A rather confusing sequence of events happened, according to my log-file, and I am about to put a lot of the blame on the Python logger, which is a bold claim. I thought I should get some second opinions about whether what I am saying could be true.
I am trying to explain why there is are several large gaps in my log file (around two minutes at a time) during stressful periods for my application when it is missing deadlines.
I am using Python's logging module on a remote server, and have set-up, with a configuration file, for all logs of severity of ERROR or higher to be emailed to me. Typically, only one error will be sent at a time, but during periods of sustained problems, I might get a dozen in a minute - annoying, but nothing that should stress SMTP.

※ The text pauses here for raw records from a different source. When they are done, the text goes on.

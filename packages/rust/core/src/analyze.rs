//! Full analysis stage: clauses, risks, opportunities, score and guidance.

use chrono::Utc;
use pactlens_inference::ResponseFormat;
use pactlens_shared::{AnalysisRecord, ContractType, Document, PactLensError, Result, is_favorable};
use tracing::{info, instrument, warn};

use crate::pipeline::{PipelineDeps, denormalize_type};
use crate::prompts;
use crate::validate::{self, OutputError, ValidatedAnalysis};

pub fn default_summary(score: u8) -> String {
    format!("Contract analysis completed with a score of {score}/100.")
}

pub fn default_recommendations(score: u8, favorable: bool) -> String {
    let verdict = if favorable {
        "this contract appears favorable"
    } else {
        "review the identified risks and opportunities"
    };
    format!("Based on the score of {score}/100, {verdict}.")
}

/// Run full analysis and persist the terminal record.
///
/// At most one terminal record exists per document: an existing terminal
/// record, or losing a race to another writer, yields
/// [`PactLensError::AlreadyAnalyzed`].
#[instrument(skip_all, fields(document = %document.id))]
pub(crate) async fn run(deps: &PipelineDeps, document: &Document, text: &str) -> Result<AnalysisRecord> {
    let existing = deps.storage.find_latest_analysis(&document.id).await?;
    if existing.as_ref().is_some_and(AnalysisRecord::is_terminal) {
        return Err(PactLensError::AlreadyAnalyzed);
    }

    let prompt = prompts::analysis(
        prompts::leading_chars(text, deps.limits.analysis_chars),
        document.selected_party.as_deref(),
    );
    let raw = deps.inference.generate(&prompt, ResponseFormat::Json).await?;
    if raw.trim().is_empty() {
        return Err(PactLensError::InferenceEmpty);
    }

    let validated = validate::validate_analysis(&raw).map_err(|e| match e {
        OutputError::Rejected(reason) => {
            info!(%reason, "document rejected as not a contract");
            PactLensError::DomainRejection(reason)
        }
        other => {
            warn!(error = %other, "analysis output failed validation");
            PactLensError::InvalidAnalysis(other.to_string())
        }
    })?;

    let is_update = existing.is_some();
    let base = existing
        .unwrap_or_else(|| AnalysisRecord::partial(document.id.clone(), None, Vec::new()));
    let record = complete_record(base, validated);

    let written = if is_update {
        deps.storage.update_partial_analysis(&record).await?
    } else {
        deps.storage.insert_analysis(&record).await?
    };
    if !written {
        return Err(lost_race(deps, document).await);
    }

    if let Some(t) = record.detected_type.filter(|t| *t != ContractType::Other) {
        denormalize_type(&deps.storage, document, t).await;
    }

    info!(
        score = record.score,
        favorable = record.favorable,
        risks = record.risks.len(),
        opportunities = record.opportunities.len(),
        "analysis complete"
    );
    Ok(record)
}

/// Fold validated output into the (possibly partial) record.
fn complete_record(mut record: AnalysisRecord, analysis: ValidatedAnalysis) -> AnalysisRecord {
    let favorable = is_favorable(analysis.score);

    record.detected_type = analysis
        .detected_type
        .filter(|t| *t != ContractType::Other)
        .or(record.detected_type);
    if let Some(parties) = analysis.parties {
        record.parties = parties;
    }
    record.score = Some(analysis.score);
    record.favorable = Some(favorable);
    record.clauses = analysis.clauses;
    record.risks = analysis.risks;
    record.opportunities = analysis.opportunities;
    record.summary = Some(
        analysis
            .summary
            .unwrap_or_else(|| default_summary(analysis.score)),
    );
    record.recommendations = Some(
        analysis
            .recommendations
            .unwrap_or_else(|| default_recommendations(analysis.score, favorable)),
    );
    record.negotiation_points = analysis.negotiation_points;
    record.updated_at = Utc::now();
    record
}

/// Explain a write that matched nothing.
async fn lost_race(deps: &PipelineDeps, document: &Document) -> PactLensError {
    match deps.storage.find_latest_analysis(&document.id).await {
        Ok(Some(current)) if current.is_terminal() => {
            warn!("concurrent analysis finished first");
            PactLensError::AlreadyAnalyzed
        }
        Ok(_) => PactLensError::Persistence("analysis record changed during analysis".into()),
        Err(e) => e,
    }
}
//! Pattern-based party and type extraction.
//!
//! Used when classifier output is unusable. Deterministic and free of I/O.

use std::collections::HashSet;
use std::sync::LazyLock;

use pactlens_shared::{ContractType, Party};
use regex::Regex;

/// Maximum number of parties returned.
pub const MAX_PARTIES: usize = 5;

/// A run of capitalized words on a single line, e.g. `Acme Corp.` or `John Smith`.
/// A dot may only end the run, so a name never spans two sentences.
const NAME: &str = r"[A-Z][\w&'\-]*(?:\.[A-Z][\w&'\-]*)*(?:[ \t]+[A-Z][\w&'\-]*(?:\.[A-Z][\w&'\-]*)*)*\.?";

/// Abbreviations whose trailing dot belongs to the name.
const DOTTED_SUFFIXES: [&str; 6] = ["Inc", "Corp", "Co", "Ltd", "L.L.C", "N.A"];

static BETWEEN: LazyLock<Regex> = LazyLock::new(|| {
    Regex::new(&format!(
        r"(?i:\bby\s+and\s+between|\bbetween)\s+({NAME})(?:\s*,[^,\n]*,)?\s+(?i:and)\s+({NAME})"
    ))
    .expect("between pattern")
});

static ROLE_LABEL: LazyLock<Regex> = LazyLock::new(|| {
    Regex::new(&format!(
        r"(?i:\b(employer|company|corporation|employee(?:\s+name)?))[ \t]*:[ \t]*({NAME})"
    ))
    .expect("role label pattern")
});

static PARTY_LABEL: LazyLock<Regex> = LazyLock::new(|| {
    Regex::new(&format!(
        r"(?i:\bpart(?:y|ies)[ \t]+(?:a|b|1|2|one|two))\b[ \t]*:[ \t]*({NAME})"
    ))
    .expect("party label pattern")
});

static ENTITY_SUFFIX: LazyLock<Regex> = LazyLock::new(|| {
    Regex::new(
        r"\b((?:[A-Z][\w&'\-]*[ \t]+){1,4}(?:Corporation|Corp|Company|Co|Incorporated|Inc|LLC|L\.L\.C|Limited|Ltd)\b\.?)",
    )
    .expect("entity suffix pattern")
});

static DETECTED_TYPE_FIELD: LazyLock<Regex> = LazyLock::new(|| {
    Regex::new(r#""detected_type"\s*:\s*"([^"]+)""#).expect("detected_type pattern")
});

const EMPLOYMENT_CUES: [&str; 6] = [
    "employment",
    "employee",
    "employer",
    "job duties",
    "salary",
    "benefits",
];

/// Collects unique party names in discovery order.
struct PartyCollector {
    seen: HashSet<String>,
    parties: Vec<Party>,
}

impl PartyCollector {
    fn new() -> Self {
        Self {
            seen: HashSet::new(),
            parties: Vec::new(),
        }
    }

    fn is_full(&self) -> bool {
        self.parties.len() >= MAX_PARTIES
    }

    fn push(&mut self, raw: &str, role: &str) {
        if self.is_full() {
            return;
        }
        let name = clean_name(raw);
        if name.chars().count() <= 2 || !self.seen.insert(name.clone()) {
            return;
        }
        let description = format!("Detected {} from contract text", role.to_lowercase());
        self.parties.push(Party::new(name, role, description));
    }
}

/// Extract up to [`MAX_PARTIES`] parties from raw contract text.
///
/// Pattern families run in order: "between X and Y", role-labeled lines,
/// "Party A/B" labels, and finally bare entity names with a corporate suffix
/// when nothing else matched. Names are deduplicated by exact trimmed text.
pub fn extract_parties(text: &str) -> Vec<Party> {
    let mut collector = PartyCollector::new();

    for caps in BETWEEN.captures_iter(text) {
        collector.push(&caps[1], "Party");
        collector.push(&caps[2], "Party");
    }

    for caps in ROLE_LABEL.captures_iter(text) {
        let role = if caps[1].to_ascii_lowercase().starts_with("employee") {
            "Employee"
        } else {
            "Employer"
        };
        collector.push(&caps[2], role);
    }

    for caps in PARTY_LABEL.captures_iter(text) {
        collector.push(&caps[1], "Party");
    }

    if collector.parties.is_empty() {
        for caps in ENTITY_SUFFIX.captures_iter(text) {
            collector.push(&caps[1], "Entity");
        }
    }

    collector.parties
}

/// Whether the text carries employment-specific vocabulary.
pub fn has_employment_cues(text: &str) -> bool {
    let lower = text.to_lowercase();
    EMPLOYMENT_CUES.iter().any(|cue| lower.contains(cue))
}

/// Pull a `"detected_type": "..."` value out of output that failed to parse.
pub fn salvage_detected_type(raw: &str) -> Option<ContractType> {
    DETECTED_TYPE_FIELD
        .captures(raw)
        .map(|caps| ContractType::from_label(&caps[1]))
}

fn clean_name(raw: &str) -> String {
    let mut name = raw.trim().trim_end_matches([',', ';', ':']).trim_end();
    if let Some(stripped) = name.strip_suffix('.') {
        let last_word = stripped.rsplit([' ', '\t']).next().unwrap_or(stripped);
        if !DOTTED_SUFFIXES.contains(&last_word) {
            name = stripped;
        }
    }
    name.to_string()
}
//! Inference and retrieval service clients.
//!
//! The pipeline only talks to these through the [`InferenceService`] and
//! [`RetrievalService`] traits, so tests can substitute scripted doubles.

mod openrouter;
mod search;

use async_trait::async_trait;
use pactlens_shared::Result;

pub use openrouter::OpenRouterClient;
pub use search::HttpSearchClient;

/// User-Agent string for outbound requests.
const USER_AGENT: &str = concat!("PactLens/", env!("CARGO_PKG_VERSION"));

/// Requested shape of an inference response.
#[derive(Debug, Clone, Copy, PartialEq, Eq)]
pub enum ResponseFormat {
    /// Structured JSON output, sampled at low temperature.
    Json,
    /// Free-form text.
    Text,
}

/// A text-generation backend.
#[async_trait]
pub trait InferenceService: Send + Sync {
    /// Generate a response for `prompt`.
    ///
    /// An empty string is a valid return value; callers decide whether that
    /// is an error.
    async fn generate(&self, prompt: &str, format: ResponseFormat) -> Result<String>;
}

/// An external search backend.
#[async_trait]
pub trait RetrievalService: Send + Sync {
    /// Run `query` and return the backend's raw payload.
    async fn search(&self, query: &str, limit: u32) -> Result<serde_json::Value>;
}
//! PactLens CLI: contract classification, analysis and Q&A from the terminal.
//!
//! Documents are ingested as extracted text, then classified, analyzed and
//! discussed through an OpenAI-compatible inference endpoint.

mod commands;

use clap::Parser;
use color_eyre::eyre::Result;

use commands::Cli;

#[tokio::main]
async fn main() -> Result<()> {
    color_eyre::install()?;
    let cli = Cli::parse();
    commands::init_tracing(&cli);
    commands::run(cli).await
}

I believe that, after a short spurt of such messages, the Python logging system (or perhaps the SMTP system it is sitting on) is encountering errors or congestion. The call to Python's log is then BLOCKING for two minutes, causing my thread to miss its deadlines. (I was smart enough to move the logging until after the critical path of the application - so I don't care if logging takes me a few seconds, but two minutes is far too long.)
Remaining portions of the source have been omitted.